#### WORK INSTRUCTIONS:
Replicate the data exactly, every line included.

[Stored items]
_ _ _ _ _
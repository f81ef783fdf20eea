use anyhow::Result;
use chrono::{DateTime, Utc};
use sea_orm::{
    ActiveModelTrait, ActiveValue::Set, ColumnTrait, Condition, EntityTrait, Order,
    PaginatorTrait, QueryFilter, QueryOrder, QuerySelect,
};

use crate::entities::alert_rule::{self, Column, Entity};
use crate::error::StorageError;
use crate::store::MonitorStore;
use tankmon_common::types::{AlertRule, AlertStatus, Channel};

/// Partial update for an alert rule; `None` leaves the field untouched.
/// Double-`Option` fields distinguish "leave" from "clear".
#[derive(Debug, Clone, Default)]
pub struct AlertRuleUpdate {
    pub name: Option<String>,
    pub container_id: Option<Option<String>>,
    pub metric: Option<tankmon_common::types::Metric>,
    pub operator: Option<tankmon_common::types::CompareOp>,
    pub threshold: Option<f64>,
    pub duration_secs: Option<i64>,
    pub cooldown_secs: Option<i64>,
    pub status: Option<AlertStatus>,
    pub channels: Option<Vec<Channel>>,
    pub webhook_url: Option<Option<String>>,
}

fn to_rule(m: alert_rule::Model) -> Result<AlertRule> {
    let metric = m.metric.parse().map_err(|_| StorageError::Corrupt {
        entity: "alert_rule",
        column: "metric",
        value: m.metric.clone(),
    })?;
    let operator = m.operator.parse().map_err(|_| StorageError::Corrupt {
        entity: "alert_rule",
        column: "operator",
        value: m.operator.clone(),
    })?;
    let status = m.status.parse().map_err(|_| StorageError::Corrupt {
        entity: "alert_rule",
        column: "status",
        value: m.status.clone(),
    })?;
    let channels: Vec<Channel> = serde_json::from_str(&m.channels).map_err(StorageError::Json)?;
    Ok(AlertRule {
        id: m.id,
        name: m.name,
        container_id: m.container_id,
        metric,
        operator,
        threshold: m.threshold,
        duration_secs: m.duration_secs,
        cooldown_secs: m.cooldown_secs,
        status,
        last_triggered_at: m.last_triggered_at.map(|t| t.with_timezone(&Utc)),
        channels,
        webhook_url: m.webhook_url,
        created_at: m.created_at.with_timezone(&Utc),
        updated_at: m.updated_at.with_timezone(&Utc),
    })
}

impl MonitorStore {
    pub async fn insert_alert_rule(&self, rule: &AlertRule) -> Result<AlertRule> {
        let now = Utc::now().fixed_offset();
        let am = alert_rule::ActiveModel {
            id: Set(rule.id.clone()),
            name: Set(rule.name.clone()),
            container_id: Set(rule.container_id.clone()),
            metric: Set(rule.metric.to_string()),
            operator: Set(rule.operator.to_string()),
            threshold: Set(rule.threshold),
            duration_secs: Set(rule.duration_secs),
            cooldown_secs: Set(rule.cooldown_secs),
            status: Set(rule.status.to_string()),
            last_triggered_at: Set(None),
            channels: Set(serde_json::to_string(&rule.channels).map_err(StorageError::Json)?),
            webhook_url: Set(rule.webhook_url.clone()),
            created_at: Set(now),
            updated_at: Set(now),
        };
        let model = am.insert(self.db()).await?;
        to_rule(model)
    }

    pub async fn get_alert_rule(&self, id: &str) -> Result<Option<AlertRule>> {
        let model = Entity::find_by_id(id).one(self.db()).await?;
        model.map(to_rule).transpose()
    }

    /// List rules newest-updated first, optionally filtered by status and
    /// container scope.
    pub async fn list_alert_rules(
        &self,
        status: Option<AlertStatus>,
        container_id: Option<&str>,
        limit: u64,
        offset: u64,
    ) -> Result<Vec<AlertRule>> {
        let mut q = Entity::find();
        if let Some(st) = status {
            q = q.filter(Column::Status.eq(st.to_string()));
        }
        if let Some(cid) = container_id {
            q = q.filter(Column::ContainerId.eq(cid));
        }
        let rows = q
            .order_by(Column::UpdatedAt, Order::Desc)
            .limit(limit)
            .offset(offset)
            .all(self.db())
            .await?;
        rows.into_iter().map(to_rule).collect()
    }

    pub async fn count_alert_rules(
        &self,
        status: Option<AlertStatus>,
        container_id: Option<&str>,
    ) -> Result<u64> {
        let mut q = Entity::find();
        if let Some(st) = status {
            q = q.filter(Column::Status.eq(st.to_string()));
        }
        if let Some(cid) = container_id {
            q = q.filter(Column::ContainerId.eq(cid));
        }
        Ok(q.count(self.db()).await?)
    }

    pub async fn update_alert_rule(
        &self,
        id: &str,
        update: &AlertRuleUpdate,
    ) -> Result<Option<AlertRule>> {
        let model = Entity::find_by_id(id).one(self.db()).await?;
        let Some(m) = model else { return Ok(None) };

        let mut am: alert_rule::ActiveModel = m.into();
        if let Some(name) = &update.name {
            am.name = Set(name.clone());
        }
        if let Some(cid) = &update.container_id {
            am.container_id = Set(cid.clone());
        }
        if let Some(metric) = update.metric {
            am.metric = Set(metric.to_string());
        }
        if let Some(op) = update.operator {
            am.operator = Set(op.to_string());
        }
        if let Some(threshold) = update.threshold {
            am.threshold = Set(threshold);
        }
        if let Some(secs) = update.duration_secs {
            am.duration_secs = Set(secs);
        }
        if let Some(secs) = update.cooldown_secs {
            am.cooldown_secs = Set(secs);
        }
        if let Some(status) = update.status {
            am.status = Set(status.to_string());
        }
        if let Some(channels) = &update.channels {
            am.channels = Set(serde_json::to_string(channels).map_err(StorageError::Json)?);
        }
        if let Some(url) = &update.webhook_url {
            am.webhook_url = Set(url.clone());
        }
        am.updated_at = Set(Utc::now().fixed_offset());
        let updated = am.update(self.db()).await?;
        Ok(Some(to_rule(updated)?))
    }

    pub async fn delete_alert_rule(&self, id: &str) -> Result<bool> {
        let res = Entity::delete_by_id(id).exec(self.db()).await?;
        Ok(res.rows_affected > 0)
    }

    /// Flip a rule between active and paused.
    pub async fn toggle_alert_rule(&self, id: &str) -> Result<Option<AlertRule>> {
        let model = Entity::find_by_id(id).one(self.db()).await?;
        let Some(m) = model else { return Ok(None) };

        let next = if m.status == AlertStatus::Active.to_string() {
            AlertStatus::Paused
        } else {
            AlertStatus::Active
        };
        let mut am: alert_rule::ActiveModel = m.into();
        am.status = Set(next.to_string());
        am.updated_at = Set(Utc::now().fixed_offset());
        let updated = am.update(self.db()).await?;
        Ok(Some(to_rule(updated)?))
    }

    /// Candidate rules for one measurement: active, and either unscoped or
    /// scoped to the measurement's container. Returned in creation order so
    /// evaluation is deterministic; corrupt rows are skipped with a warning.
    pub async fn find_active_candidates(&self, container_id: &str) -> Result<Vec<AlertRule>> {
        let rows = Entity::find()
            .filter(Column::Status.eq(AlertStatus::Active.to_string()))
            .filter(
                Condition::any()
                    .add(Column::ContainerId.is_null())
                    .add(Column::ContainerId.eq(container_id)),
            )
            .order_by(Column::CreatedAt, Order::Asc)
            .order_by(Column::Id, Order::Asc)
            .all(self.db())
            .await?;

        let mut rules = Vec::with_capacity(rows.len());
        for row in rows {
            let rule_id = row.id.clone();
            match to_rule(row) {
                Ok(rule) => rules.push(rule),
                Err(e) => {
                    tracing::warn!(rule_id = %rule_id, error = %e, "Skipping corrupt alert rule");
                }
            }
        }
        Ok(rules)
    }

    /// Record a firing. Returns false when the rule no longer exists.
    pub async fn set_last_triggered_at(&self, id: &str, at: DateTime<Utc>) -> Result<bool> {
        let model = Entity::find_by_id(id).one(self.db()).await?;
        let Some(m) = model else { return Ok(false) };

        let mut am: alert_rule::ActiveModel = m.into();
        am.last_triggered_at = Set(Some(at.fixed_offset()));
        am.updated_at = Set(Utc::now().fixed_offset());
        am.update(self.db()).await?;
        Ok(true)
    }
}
_ _ _ _ _
#### SOLUTION FOR THIS TASK:
repository f81ef783fdf20eea
use anyhow::Result;
use chrono::{DateTime, Utc};
use sea_orm::{
    ActiveModelTrait, ActiveValue::Set, ColumnTrait, Condition, EntityTrait, Order,
    PaginatorTrait, QueryFilter, QueryOrder, QuerySelect,
};

use crate::entities::alert_rule::{self, Column, Entity};
use crate::error::StorageError;
use crate::store::MonitorStore;
use tankmon_common::types::{AlertRule, AlertStatus, Channel};

/// Partial update for an alert rule; `None` leaves the field untouched.
/// Double-`Option` fields distinguish "leave" from "clear".
#[derive(Debug, Clone, Default)]
pub struct AlertRuleUpdate {
    pub name: Option<String>,
    pub container_id: Option<Option<String>>,
    pub metric: Option<tankmon_common::types::Metric>,
    pub operator: Option<tankmon_common::types::CompareOp>,
    pub threshold: Option<f64>,
    pub duration_secs: Option<i64>,
    pub cooldown_secs: Option<i64>,
    pub status: Option<AlertStatus>,
    pub channels: Option<Vec<Channel>>,
    pub webhook_url: Option<Option<String>>,
}

fn to_rule(m: alert_rule::Model) -> Result<AlertRule> {
    let metric = m.metric.parse().map_err(|_| StorageError::Corrupt {
        entity: "alert_rule",
        column: "metric",
        value: m.metric.clone(),
    })?;
    let operator = m.operator.parse().map_err(|_| StorageError::Corrupt {
        entity: "alert_rule",
        column: "operator",
        value: m.operator.clone(),
    })?;
    let status = m.status.parse().map_err(|_| StorageError::Corrupt {
        entity: "alert_rule",
        column: "status",
        value: m.status.clone(),
    })?;
    let channels: Vec<Channel> = serde_json::from_str(&m.channels).map_err(StorageError::Json)?;
    Ok(AlertRule {
        id: m.id,
        name: m.name,
        container_id: m.container_id,
        metric,
        operator,
        threshold: m.threshold,
        duration_secs: m.duration_secs,
        cooldown_secs: m.cooldown_secs,
        status,
        last_triggered_at: m.last_triggered_at.map(|t| t.with_timezone(&Utc)),
        channels,
        webhook_url: m.webhook_url,
        created_at: m.created_at.with_timezone(&Utc),
        updated_at: m.updated_at.with_timezone(&Utc),
    })
}

impl MonitorStore {
    pub async fn insert_alert_rule(&self, rule: &AlertRule) -> Result<AlertRule> {
        let now = Utc::now().fixed_offset();
        let am = alert_rule::ActiveModel {
            id: Set(rule.id.clone()),
            name: Set(rule.name.clone()),
            container_id: Set(rule.container_id.clone()),
            metric: Set(rule.metric.to_string()),
            operator: Set(rule.operator.to_string()),
            threshold: Set(rule.threshold),
            duration_secs: Set(rule.duration_secs),
            cooldown_secs: Set(rule.cooldown_secs),
            status: Set(rule.status.to_string()),
            last_triggered_at: Set(None),
            channels: Set(serde_json::to_string(&rule.channels).map_err(StorageError::Json)?),
            webhook_url: Set(rule.webhook_url.clone()),
            created_at: Set(now),
            updated_at: Set(now),
        };
        let model = am.insert(self.db()).await?;
        to_rule(model)
    }

    pub async fn get_alert_rule(&self, id: &str) -> Result<Option<AlertRule>> {
        let model = Entity::find_by_id(id).one(self.db()).await?;
        model.map(to_rule).transpose()
    }

    /// List rules newest-updated first, optionally filtered by status and
    /// container scope.
    pub async fn list_alert_rules(
        &self,
        status: Option<AlertStatus>,
        container_id: Option<&str>,
        limit: u64,
        offset: u64,
    ) -> Result<Vec<AlertRule>> {
        let mut q = Entity::find();
        if let Some(st) = status {
            q = q.filter(Column::Status.eq(st.to_string()));
        }
        if let Some(cid) = container_id {
            q = q.filter(Column::ContainerId.eq(cid));
        }
        let rows = q
            .order_by(Column::UpdatedAt, Order::Desc)
            .limit(limit)
            .offset(offset)
            .all(self.db())
            .await?;
        rows.into_iter().map(to_rule).collect()
    }

    pub async fn count_alert_rules(
        &self,
        status: Option<AlertStatus>,
        container_id: Option<&str>,
    ) -> Result<u64> {
        let mut q = Entity::find();
        if let Some(st) = status {
            q = q.filter(Column::Status.eq(st.to_string()));
        }
        if let Some(cid) = container_id {
            q = q.filter(Column::ContainerId.eq(cid));
        }
        Ok(q.count(self.db()).await?)
    }

    pub async fn update_alert_rule(
        &self,
        id: &str,
        update: &AlertRuleUpdate,
    ) -> Result<Option<AlertRule>> {
        let model = Entity::find_by_id(id).one(self.db()).await?;
        let Some(m) = model else { return Ok(None) };

        let mut am: alert_rule::ActiveModel = m.into();
        if let Some(name) = &update.name {
            am.name = Set(name.clone());
        }
        if let Some(cid) = &update.container_id {
            am.container_id = Set(cid.clone());
        }
        if let Some(metric) = update.metric {
            am.metric = Set(metric.to_string());
        }
        if let Some(op) = update.operator {
            am.operator = Set(op.to_string());
        }
        if let Some(threshold) = update.threshold {
            am.threshold = Set(threshold);
        }
        if let Some(secs) = update.duration_secs {
            am.duration_secs = Set(secs);
        }
        if let Some(secs) = update.cooldown_secs {
            am.cooldown_secs = Set(secs);
        }
        if let Some(status) = update.status {
            am.status = Set(status.to_string());
        }
        if let Some(channels) = &update.channels {
            am.channels = Set(serde_json::to_string(channels).map_err(StorageError::Json)?);
        }
        if let Some(url) = &update.webhook_url {
            am.webhook_url = Set(url.clone());
        }
        am.updated_at = Set(Utc::now().fixed_offset());
        let updated = am.update(self.db()).await?;
        Ok(Some(to_rule(updated)?))
    }

    pub async fn delete_alert_rule(&self, id: &str) -> Result<bool> {
        let res = Entity::delete_by_id(id).exec(self.db()).await?;
        Ok(res.rows_affected > 0)
    }

    /// Flip a rule between active and paused.
    pub async fn toggle_alert_rule(&self, id: &str) -> Result<Option<AlertRule>> {
        let model = Entity::find_by_id(id).one(self.db()).await?;
        let Some(m) = model else { return Ok(None) };

        let next = if m.status == AlertStatus::Active.to_string() {
            AlertStatus::Paused
        } else {
            AlertStatus::Active
        };
        let mut am: alert_rule::ActiveModel = m.into();
        am.status = Set(next.to_string());
        am.updated_at = Set(Utc::now().fixed_offset());
        let updated = am.update(self.db()).await?;
        Ok(Some(to_rule(updated)?))
    }

    /// Candidate rules for one measurement: active, and either unscoped or
    /// scoped to the measurement's container. Returned in creation order so
    /// evaluation is deterministic; corrupt rows are skipped with a warning.
    pub async fn find_active_candidates(&self, container_id: &str) -> Result<Vec<AlertRule>> {
        let rows = Entity::find()
            .filter(Column::Status.eq(AlertStatus::Active.to_string()))
            .filter(
                Condition::any()
                    .add(Column::ContainerId.is_null())
                    .add(Column::ContainerId.eq(container_id)),
            )
            .order_by(Column::CreatedAt, Order::Asc)
            .order_by(Column::Id, Order::Asc)
            .all(self.db())
            .await?;

        let mut rules = Vec::with_capacity(rows.len());
        for row in rows {
            let rule_id = row.id.clone();
            match to_rule(row) {
                Ok(rule) => rules.push(rule),
                Err(e) => {
                    tracing::warn!(rule_id = %rule_id, error = %e, "Skipping corrupt alert rule");
                }
            }
        }
        Ok(rules)
    }

    /// Record a firing. Returns false when the rule no longer exists.
    pub async fn set_last_triggered_at(&self, id: &str, at: DateTime<Utc>) -> Result<bool> {
        let model = Entity::find_by_id(id).one(self.db()).await?;
        let Some(m) = model else { return Ok(false) };

        let mut am: alert_rule::ActiveModel = m.into();
        am.last_triggered_at = Set(Some(at.fixed_offset()));
        am.updated_at = Set(Utc::now().fixed_offset());
        am.update(self.db()).await?;
        Ok(true)
    }
}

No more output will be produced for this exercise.